For the entries below, report the number of lines where the string "audit" appears, and only that number.

───── SOURCE DATA

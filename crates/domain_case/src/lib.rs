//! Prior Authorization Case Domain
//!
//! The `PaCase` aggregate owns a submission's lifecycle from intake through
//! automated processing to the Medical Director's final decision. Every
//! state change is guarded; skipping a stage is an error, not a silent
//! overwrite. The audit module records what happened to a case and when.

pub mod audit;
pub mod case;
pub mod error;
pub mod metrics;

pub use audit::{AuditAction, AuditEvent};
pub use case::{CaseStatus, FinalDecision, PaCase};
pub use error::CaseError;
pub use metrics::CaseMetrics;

──────────

* [REPLY] 3